We write plugins using core WordPress hooks, filters, and PHP functions that are stable and infrequently changed. This approach extends the lifespan of your plugin between update cycles and significantly reduces the risk of breakage when WordPress core updates ship.
We deliberately avoid building on WordPress internals or undocumented functions that tend to shift between versions. Where updates are required, clients on maintenance retainers have this managed automatically as part of their package.
What happens if something goes wrong with the plugin after handover?
If an issue arises from a bug in our code, we fix it. The distinction we draw is between defects in the plugin we delivered versus new requirements or environmental changes outside the original scope. A bug we introduced is our responsibility to resolve. A new feature request or a conflict introduced by a third-party plugin update is scoped separately.

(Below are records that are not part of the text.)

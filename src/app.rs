use crate::handlers::{self, AppState};
use axum::{
    http::{
        header::{AUTHORIZATION, CONTENT_TYPE},
        HeaderName, Method,
    },
    routing::{get, post},
    Router,
};
use std::sync::Arc;
use tower_http::{
    cors::{Any, CorsLayer},
    limit::RequestBodyLimitLayer,
    trace::TraceLayer,
};

/// Request size limit: 1MB max payload.
pub const MAX_BODY_BYTES: usize = 1024 * 1024;

/// Account and lookup endpoints, without state or shared layers.
pub fn api_routes() -> Router<Arc<AppState>> {
    Router::new()
        .route("/api/create-account-teacher", post(handlers::create_teacher))
        .route("/api/create-account-student", post(handlers::create_student))
        .route("/api/create-account-parent", post(handlers::create_parent))
        .route("/api/academic-years", get(handlers::academic_years))
}

/// Adds the health check, state, tracing and CORS around `routes`.
pub fn with_shared_layers(routes: Router<Arc<AppState>>, state: Arc<AppState>) -> Router {
    let cors = CorsLayer::new()
        .allow_origin(Any)
        .allow_methods([Method::GET, Method::POST])
        .allow_headers([
            CONTENT_TYPE,
            AUTHORIZATION,
            HeaderName::from_static(crate::parent_links::SESSION_HEADER),
        ]);

    Router::new()
        .route("/health", get(handlers::health))
        .merge(routes)
        .with_state(state)
        .layer(TraceLayer::new_for_http())
        .layer(cors)
}

/// Full application router minus rate limiting, which needs peer addresses.
pub fn build_router(state: Arc<AppState>) -> Router {
    with_shared_layers(
        api_routes().layer(RequestBodyLimitLayer::new(MAX_BODY_BYTES)),
        state,
    )
}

This is one of the practical advantages of working with a local South African development team rather than an overseas plugin developer. You have direct access to the people who built it, and there is no language barrier or timezone gap when something urgent needs attention.
Can you support a plugin that NPD did not originally build?
Yes, in most cases. We start with a code review to understand how the plugin is built and identify any structural issues before taking on ongoing support or modifications. If the existing code is clean and maintainable, we take it on. If it has significant technical debt that would make ongoing support unreliable, we will advise on whether a rebuild makes more sense.
We will give you an honest assessment rather than agreeing to support something that will cause problems down the line.
Security
Are custom plugins more secure than repository plugins?
From a threat exposure standpoint, yes. Repository plugins are publicly listed and their code is publicly accessible, which means automated vulnerability scanners can identify and target known weaknesses before a patch is even released. A custom plugin is not listed anywhere publicly. Its code is not accessible to anyone outside your business and NPD, which significantly reduces your exposure to opportunistic attacks.
Beyond obscurity, we write to WordPress security best practices — input sanitisation, output escaping, capability checks, and nonce verification — so the plugin is built securely from the ground up, not just hidden from view.
My current plugin has a known security vulnerability — what should I do?
Update or deactivate it immediately. If a security update is available from the plugin developer, apply it as soon as possible. If no patch exists, deactivating the plugin until one is released is the safer option — leaving a known vulnerability active on a live site is a significant risk.
If the vulnerable plugin is providing functionality your site depends on and there is no patch available, contact us. In some cases we can build a replacement plugin that replicates the functionality without the vulnerability, or implement a temporary mitigation while a permanent solution is developed.
How do you ensure the plugin does not slow down my website?
Custom plugins built by NPD load only what is required for the specific functionality they provide. There are no bundled libraries, no unused feature sets, and no code running on pages where the plugin has no function. Repository plugins frequently load scripts and stylesheets site-wide regardless of whether they are relevant to a given page — which adds unnecessary weight to every page load.
We also test plugin performance as part of the build process, checking for unnecessary database queries, unoptimised loops, and any code that could create bottlenecks under normal traffic conditions before handover.
Do you conduct security testing on the plugins you build?
Security is built into the development process rather than tested as an afterthought. We follow WordPress coding standards for security throughout — validating and sanitising all input, escaping all output, verifying user permissions before executing any privileged action, and using nonces to prevent cross-site request forgery on all form submissions and AJAX requests.
For plugins handling sensitive data, payment information, or user authentication, we conduct additional review before handover and can discuss third-party security auditing if your business requires it.